What I’m most interested here is what we use histograms for. For instance, in Tableau prep we often use them for “sanity checking”: hey, is my data fine, did whatever data prep steps I took screw anything up, things like that. But what this means is that we’re using histograms almost like the same way a doctor would use the results of, say, a lab test. Which means that we can get things wrong.
I didn’t go on that detour just to talk about algebra for a bit. I bring it up because these issues happen in histograms all the time! Here I’ve got two histograms that look very very similar. But trust me when I say the one on the right is hiding a dark secret.
When I increase the number of bins in the histogram, that secret is revealed. There’s a bunch of repeated data in the visualization which shows up as a spike on the right, which might indicate a problem. But those repeats are invisible when I don’t have enough bins. Big confuser!

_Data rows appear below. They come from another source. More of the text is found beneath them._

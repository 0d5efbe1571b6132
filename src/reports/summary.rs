//! Human-readable per-document summary.

use crate::assess::QualityReport;

/// Render the console summary for one assessed document.
#[must_use]
pub fn render_summary(filename: &str, report: &QualityReport) -> String {
    let mut lines = Vec::new();

    lines.push(format!("Results for {filename}"));
    lines.push(String::new());

    if !report.has_purls {
        lines.push("SBOM has no purls.".to_string());
        return lines.join("\n");
    }

    lines.push(format!("Found {} purls.", report.purls));
    lines.push(format!(
        "{:.0}% of purls are valid.",
        report.percentage_valid_purl * 100.0
    ));
    if let Some(pct) = report.licenses.percentage_valid_license_id {
        lines.push(format!(
            "{:.0}% contain SPDX-compliant license ids.",
            pct * 100.0
        ));
    }

    if report.is_schema_compliant {
        lines.push("SBOM is schema compliant.".to_string());
    } else {
        lines.push("SBOM is not CycloneDX schema (v1.4) compliant.".to_string());
    }

    match &report.operating_system.os_found {
        Some(os_found) => {
            let names: Vec<String> = os_found
                .iter()
                .map(|os| {
                    format!(
                        "{} {}",
                        os.name.as_deref().unwrap_or("<unknown>"),
                        os.version.as_deref().unwrap_or("")
                    )
                    .trim_end()
                    .to_string()
                })
                .collect();
            lines.push(format!("SBOM contains OS information: {}", names.join(", ")));
        }
        None => lines.push("SBOM does not contain OS information.".to_string()),
    }

    match &report.sbom_tool.tools {
        Some(tools) => {
            let names: Vec<String> = tools
                .iter()
                .map(|t| t.name.clone().unwrap_or_else(|| "<unnamed>".to_string()))
                .collect();
            lines.push(format!(
                "SBOM generation tools are present: {}",
                names.join(", ")
            ));
        }
        None => lines.push("No SBOM generation tool was found.".to_string()),
    }

    if report.has_dependency_tree {
        lines.push("The SBOM contains a dependency tree.".to_string());
    } else {
        lines.push("The SBOM does not contain a dependency tree.".to_string());
    }

    if let Some(score) = report.quality_score {
        lines.push(format!("The overall SBOM quality score is: {score}/1."));
    }

    lines.join("\n")
}

#[cfg(test)]
mod tests {
    use super::*;
    use crate::assess::{assess_document, SchemaConformance};
    use crate::config::{AssessmentContext, LicenseIndex};
    use crate::model::SbomDocument;
    use serde_json::json;

    fn report_for(raw: serde_json::Value) -> QualityReport {
        let ctx = AssessmentContext::new(
            LicenseIndex::from_identifiers(["MIT"]),
            SchemaConformance::new(&json!({"type": "object"})).unwrap(),
        );
        let doc: SbomDocument = serde_json::from_value(raw.clone()).unwrap();
        assess_document(&doc, &raw, &ctx)
    }

    #[test]
    fn test_summary_for_degraded_document() {
        let report = report_for(json!({}));
        let text = render_summary("empty.json", &report);
        assert!(text.contains("SBOM has no purls."));
        assert!(!text.contains("quality score"));
    }

    #[test]
    fn test_summary_mentions_score_and_counts() {
        let report = report_for(json!({
            "components": [
                {"type": "library", "purl": "pkg:npm/a@1.0.0",
                 "licenses": [{"license": {"id": "MIT"}}]},
                {"type": "operating-system", "name": "alpine", "version": "3.19"}
            ],
            "dependencies": []
        }));

        let text = render_summary("full.json", &report);
        assert!(text.contains("Found 1 purls."));
        assert!(text.contains("100% of purls are valid."));
        assert!(text.contains("alpine 3.19"));
        assert!(text.contains("contains a dependency tree"));
        assert!(text.contains("quality score"));
    }
}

On the other hand, I can have hallucinators too. Here I’ve got two very visually different histograms. The one on the right looks spikier, and the one on the left seems to have some outliers. But these are both samples from the same distribution, I just got a little lucky or unlucky with my samples.
When I reduce the number of bins, those extraneous visual differences all but disappear.
If I have too few bins, then I can miss out on features that I might care about: pretty much everything looks the same. If I have too many bins, then everything will look dramatically different, and I lose the big picture. So you often want to adjust these things to get it just right.
To do this adjustment, Tableau makes you right click on a field in a shelf and mess with a context menu
And then the viz will change when you’re done. And it turns out that pretty much nobody changes from the defaults. I looked at over 12 million workbooks on Tableau public, and of the ones that use bins, less than 2% ever change them off of the default.
This turns out to be a big problem, because if I’m in a particularly nefarious mood, and you let me choose the parameters of your histograms, I can hide all kinds of nastiness. Here’s a toy example where I have a perfectly fine data set on the left, and I’ve added some noise to it on the right. That’s that big spike.
And now I’ve searched through the design space to find the histogram or dot plot or what have you that will visually look the closest. I’ve created an Algebraic Confuser. If you were in a data prep scenario, you’d be in big trouble. Because the only way to find out that I’ve done this is to big into the parameters and mess with them until you figure out what I’ve done. And that’s often arduous or unintuitive or just plain not something people think about when they look at their data.